But in one line : using attributes and indices might be a nice way of doing it.
The most obvious way seems to use two vectors:
Vector 1: a data vector, where all missing values are represented using NA. For example, c(2, 50, NA, NA)
Vector 2: a vector of factors, indicating the type of data. For example, factor(c(1, 1, -1, -7)) where factor 1 indicates the a correctly answered question.
Having this structure would give you a create deal of flexibility, since all the standard na.rm arguments still work with your data vector, but you can use more complex concepts with the factor vector.
Update following questions from #gsk3
Data storage will dramatically increase: The data storage will double. However, if doubling the size causes real problem it may be worth thinking about other strategies.

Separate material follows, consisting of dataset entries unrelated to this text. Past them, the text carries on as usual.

use worklog::core::auth::{hash_password, verify_password};
use worklog::db::users::{create_user, find_by_id, find_by_username};
use worklog::models::user::CreateUserOutcome;

mod common;
use common::users_conn;

#[test]
fn verify_accepts_original_password_and_rejects_others() {
    let hash = hash_password("hunter2").expect("hash");
    assert!(verify_password("hunter2", &hash));
    assert!(!verify_password("hunter3", &hash));
    assert!(!verify_password("", &hash));
}

#[test]
fn verify_rejects_garbage_hashes() {
    assert!(!verify_password("hunter2", "not-a-phc-string"));
}

#[test]
fn hashes_are_salted() {
    let a = hash_password("hunter2").expect("hash");
    let b = hash_password("hunter2").expect("hash");
    assert_ne!(a, b);
}

#[test]
fn duplicate_username_leaves_existing_row_untouched() {
    let conn = users_conn();

    let outcome = create_user(&conn, "nina", "123456").expect("create");
    assert_eq!(outcome, CreateUserOutcome::Created);
    let original = find_by_username(&conn, "nina")
        .expect("lookup")
        .expect("row present");

    let outcome = create_user(&conn, "nina", "different").expect("create");
    assert_eq!(outcome, CreateUserOutcome::DuplicateUsername);

    let count: i64 = conn
        .query_row("SELECT COUNT(*) FROM users WHERE username = 'nina'", [], |r| r.get(0))
        .expect("count");
    assert_eq!(count, 1);

    let after = find_by_username(&conn, "nina")
        .expect("lookup")
        .expect("row present");
    assert_eq!(after.password_hash, original.password_hash);
    assert!(verify_password("123456", &after.password_hash));
}

#[test]
fn lookups_return_absent_for_unknown_users() {
    let conn = users_conn();
    assert!(find_by_username(&conn, "nobody").expect("lookup").is_none());
    assert!(find_by_id(&conn, 99).expect("lookup").is_none());
}

#[test]
fn find_by_id_matches_created_user() {
    let conn = users_conn();
    create_user(&conn, "otto", "abcdef").expect("create");

    let by_name = find_by_username(&conn, "otto")
        .expect("lookup")
        .expect("row present");
    let by_id = find_by_id(&conn, by_name.id)
        .expect("lookup")
        .expect("row present");
    assert_eq!(by_id.username, "otto");
}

Programs don't automatically deal with it. That's a strange comment. Some functions by default handle NAs in a sensible way. However, you want to treat the NAs differently so that implies that you will have to do something bespoke. If you want to just analyse data where the NA's are "Question not asked", then just use a data frame subset.
now you have to manipulate two vectors together every time you want to conceptually manipulate a variable I suppose I envisaged a data frame of the two vectors. I would subset the data frame based on the second vector.
There's no standard implementation, so my solution might differ from someone else's. True. However, if an off the shelf package doesn't meet your needs, then (almost) by definition you want to do something different.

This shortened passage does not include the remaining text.